Showing 27 changed files with 797 additions and 179 deletions.
diff --git a/deepspeed/launcher/runner.py b/deepspeed/launcher/runner.py
@@ -304,7 +304,7 @@ def main(args=None):
     # encode world info as base64 to make it easier to pass via command line
     world_info_base64 = encode_world_info(active_resources)
 
-    multi_node_exec = len(active_resources) > 1
+    multi_node_exec = True  # len(active_resources) > 1
 
     if multi_node_exec and not shutil.which('pdsh'):
         raise RuntimeError("pdsh is not installed, unable to proceed")

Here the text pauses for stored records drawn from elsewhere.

//! Prompt scanner state machine.
//!
//! Separates program output from the interpreter prompt in a byte stream
//! that has no framing. The machine never reads anything itself: the caller
//! feeds it whatever a read returned (possibly nothing) and performs the
//! read the machine asks for next. This keeps the timeout logic testable
//! without timers.
//!
//! ```text
//!                 data                 LF
//! AwaitingData ─────────▶ classify ─────────▶ HaveLineEnd ──▶ emit, AwaitingData
//!      ▲                     │ prompt
//!      │                     ├──────────────▶ HaveFullMarker ──▶ PromptReached, Done
//!      │                     │ prefix of prompt
//!      │                     ├──────────────▶ HaveOverlap ──▶ ProbingOverlap
//!      │                     │ plain                               │  byte: classify
//!      └──── emit ◀──────────┘                                     │  silence: emit
//!      └───────────────────────────────────────────────────────────┘
//! ```

use log::trace;

use super::patterns::{PromptMarker, TailMatch, classify_tail};

/// States of the prompt scanner.
#[derive(Debug, Clone, Copy, PartialEq, Eq)]
pub enum ScanState {
    /// Waiting for the next short poll read.
    AwaitingData,
    /// The pending buffer ends with a line feed.
    HaveLineEnd,
    /// The pending buffer ends with the complete prompt.
    HaveFullMarker,
    /// The pending buffer ends with a partial prompt.
    HaveOverlap,
    /// Waiting for the single-byte probe that resolves an overlap.
    ProbingOverlap,
    /// The prompt was reached; the scan is over.
    Done,
}

/// What the caller should do after a transition.
#[derive(Debug, Clone, PartialEq, Eq)]
pub enum ScanStep {
    /// Nothing to emit; perform the next poll read.
    Idle,
    /// Emit this output chunk, then perform the next poll read.
    Output(Vec<u8>),
    /// Read exactly one byte with the probe timeout and feed it back.
    Probe,
    /// The prompt was reached; emit the trailing output and stop.
    PromptReached(Vec<u8>),
}

/// Incremental separator of output and prompt bytes.
///
/// A scanner is good for one scan: create a fresh one per command.
#[derive(Debug)]
pub struct PromptScanner {
    prompt: PromptMarker,
    pending: Vec<u8>,
    state: ScanState,
}

impl PromptScanner {
    /// Create a scanner looking for `prompt`.
    pub fn new(prompt: PromptMarker) -> Self {
        Self {
            prompt,
            pending: Vec::new(),
            state: ScanState::AwaitingData,
        }
    }

    /// Current state.
    pub fn state(&self) -> ScanState {
        self.state
    }

    /// Bytes received but not yet attributed.
    pub fn pending(&self) -> &[u8] {
        &self.pending
    }

    /// Whether the prompt has been reached.
    pub fn is_done(&self) -> bool {
        self.state == ScanState::Done
    }

    /// Feed the result of the read requested by the previous step.
    ///
    /// An empty `data` means the read timed out without delivering
    /// anything. After a poll read that is a no-op; after a probe it proves
    /// the pending bytes were not a prompt.
    pub fn advance(&mut self, data: &[u8]) -> ScanStep {
        let mut input = Some(data);

        loop {
            match self.state {
                ScanState::AwaitingData => match input.take() {
                    Some(bytes) if !bytes.is_empty() => {
                        self.pending.extend_from_slice(bytes);
                        if let Some(step) = self.classify() {
                            return step;
                        }
                    }
                    _ => return ScanStep::Idle,
                },
                ScanState::HaveLineEnd => {
                    self.state = ScanState::AwaitingData;
                    return ScanStep::Output(std::mem::take(&mut self.pending));
                }
                ScanState::HaveFullMarker => {
                    let keep = self.pending.len() - self.prompt.len();
                    self.pending.truncate(keep);
                    self.state = ScanState::Done;
                    return ScanStep::PromptReached(std::mem::take(&mut self.pending));
                }
                ScanState::HaveOverlap => {
                    self.state = ScanState::ProbingOverlap;
                    return ScanStep::Probe;
                }
                ScanState::ProbingOverlap => match input.take() {
                    Some(bytes) if !bytes.is_empty() => {
                        self.pending.extend_from_slice(bytes);
                        if let Some(step) = self.classify() {
                            return step;
                        }
                    }
                    Some(_) => {
                        trace!(
                            "probe timed out, releasing {} bytes as output",
                            self.pending.len()
                        );
                        self.state = ScanState::AwaitingData;
                        return ScanStep::Output(std::mem::take(&mut self.pending));
                    }
                    None => return ScanStep::Probe,
                },
                ScanState::Done => return ScanStep::Idle,
            }
        }
    }

    /// Move to the state matching the pending buffer's tail.
    ///
    /// Plain output is released immediately and yields a step; the other
    /// outcomes continue through the state loop.
    fn classify(&mut self) -> Option<ScanStep> {
        self.state = match classify_tail(&self.pending, &self.prompt) {
            TailMatch::LineEnd => ScanState::HaveLineEnd,
            TailMatch::FullMarker => ScanState::HaveFullMarker,
            TailMatch::Overlap => ScanState::HaveOverlap,
            TailMatch::Plain => {
                self.state = ScanState::AwaitingData;
                return Some(ScanStep::Output(std::mem::take(&mut self.pending)));
            }
        };
        None
    }
}

#[cfg(test)]
mod tests {
    use super::*;
    use crate::channel::NORMAL_PROMPT;

    fn scanner() -> PromptScanner {
        PromptScanner::new(NORMAL_PROMPT)
    }

    #[test]
    fn test_empty_poll_is_idle() {
        let mut s = scanner();
        assert_eq!(s.advance(b""), ScanStep::Idle);
        assert_eq!(s.state(), ScanState::AwaitingData);
    }

    #[test]
    fn test_line_is_emitted_with_lf() {
        let mut s = scanner();
        assert_eq!(s.advance(b"hello\n"), ScanStep::Output(b"hello\n".to_vec()));
        assert_eq!(s.state(), ScanState::AwaitingData);
        assert!(s.pending().is_empty());
    }

    #[test]
    fn test_full_prompt_terminates() {
        let mut s = scanner();
        assert_eq!(s.advance(b"2\n"), ScanStep::Output(b"2\n".to_vec()));
        assert_eq!(s.advance(b">>> "), ScanStep::PromptReached(Vec::new()));
        assert!(s.is_done());
        assert_eq!(s.advance(b"ignored"), ScanStep::Idle);
    }

    #[test]
    fn test_trailing_output_before_prompt() {
        let mut s = scanner();
        assert_eq!(
            s.advance(b"no newline>>> "),
            ScanStep::PromptReached(b"no newline".to_vec())
        );
    }

    #[test]
    fn test_plain_output_is_not_withheld() {
        let mut s = scanner();
        assert_eq!(s.advance(b"partial"), ScanStep::Output(b"partial".to_vec()));
    }

    #[test]
    fn test_prompt_split_byte_by_byte() {
        let mut s = scanner();
        assert_eq!(s.advance(b"out>"), ScanStep::Probe);
        assert_eq!(s.state(), ScanState::ProbingOverlap);
        assert_eq!(s.advance(b">"), ScanStep::Probe);
        assert_eq!(s.advance(b">"), ScanStep::Probe);
        assert_eq!(s.advance(b" "), ScanStep::PromptReached(b"out".to_vec()));
    }

    #[test]
    fn test_probe_silence_releases_output() {
        let mut s = scanner();
        assert_eq!(s.advance(b"a >>"), ScanStep::Probe);
        assert_eq!(s.advance(b""), ScanStep::Output(b"a >>".to_vec()));
        assert_eq!(s.state(), ScanState::AwaitingData);

        // Scanning continues normally afterwards
        assert_eq!(s.advance(b">>> "), ScanStep::PromptReached(Vec::new()));
    }

    #[test]
    fn test_probe_resolving_to_plain() {
        let mut s = scanner();
        assert_eq!(s.advance(b"x>"), ScanStep::Probe);
        assert_eq!(s.advance(b"y"), ScanStep::Output(b"x>y".to_vec()));
    }

    #[test]
    fn test_probe_resolving_to_line_end() {
        let mut s = scanner();
        assert_eq!(s.advance(b"1 >"), ScanStep::Probe);
        assert_eq!(s.advance(b"\n"), ScanStep::Output(b"1 >\n".to_vec()));
    }

    #[test]
    fn test_probe_shifting_overlap() {
        let mut s = scanner();
        // ">>>" then ">" -> ">>>>" still ends with ">>>", a prefix of the prompt
        assert_eq!(s.advance(b">>>"), ScanStep::Probe);
        assert_eq!(s.advance(b">"), ScanStep::Probe);
        assert_eq!(s.advance(b" "), ScanStep::PromptReached(b">".to_vec()));
    }
}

diff --git a/deepspeed/ops/adam/cpu_adam.py b/deepspeed/ops/adam/cpu_adam.py
@@ -74,7 +74,7 @@ def __init__(self,
 
         self.opt_id = DeepSpeedCPUAdam.optimizer_id
         DeepSpeedCPUAdam.optimizer_id = DeepSpeedCPUAdam.optimizer_id + 1
-
+        self.adam_w_mode = adamw_mode
         self.ds_opt_adam = CPUAdamBuilder().load()
 
         self.ds_opt_adam.create_adam(self.opt_id,

diff --git a/deepspeed/profiling/config.py b/deepspeed/profiling/config.py
@@ -9,9 +9,6 @@
 
 class DeepSpeedFlopsProfilerConfig(DeepSpeedConfigObject):
     def __init__(self, param_dict):
-        """
-        docstring
-        """
         super(DeepSpeedFlopsProfilerConfig, self).__init__()
 
         self.enabled = None
@@ -27,9 +24,6 @@ def __init__(self, param_dict):
         self._initialize(flops_profiler_dict)
 
     def _initialize(self, flops_profiler_dict):
-        """
-        docstring
-        """
         self.enabled = get_scalar_param(flops_profiler_dict,
                                         FLOPS_PROFILER_ENABLED,
                                         FLOPS_PROFILER_ENABLED_DEFAULT)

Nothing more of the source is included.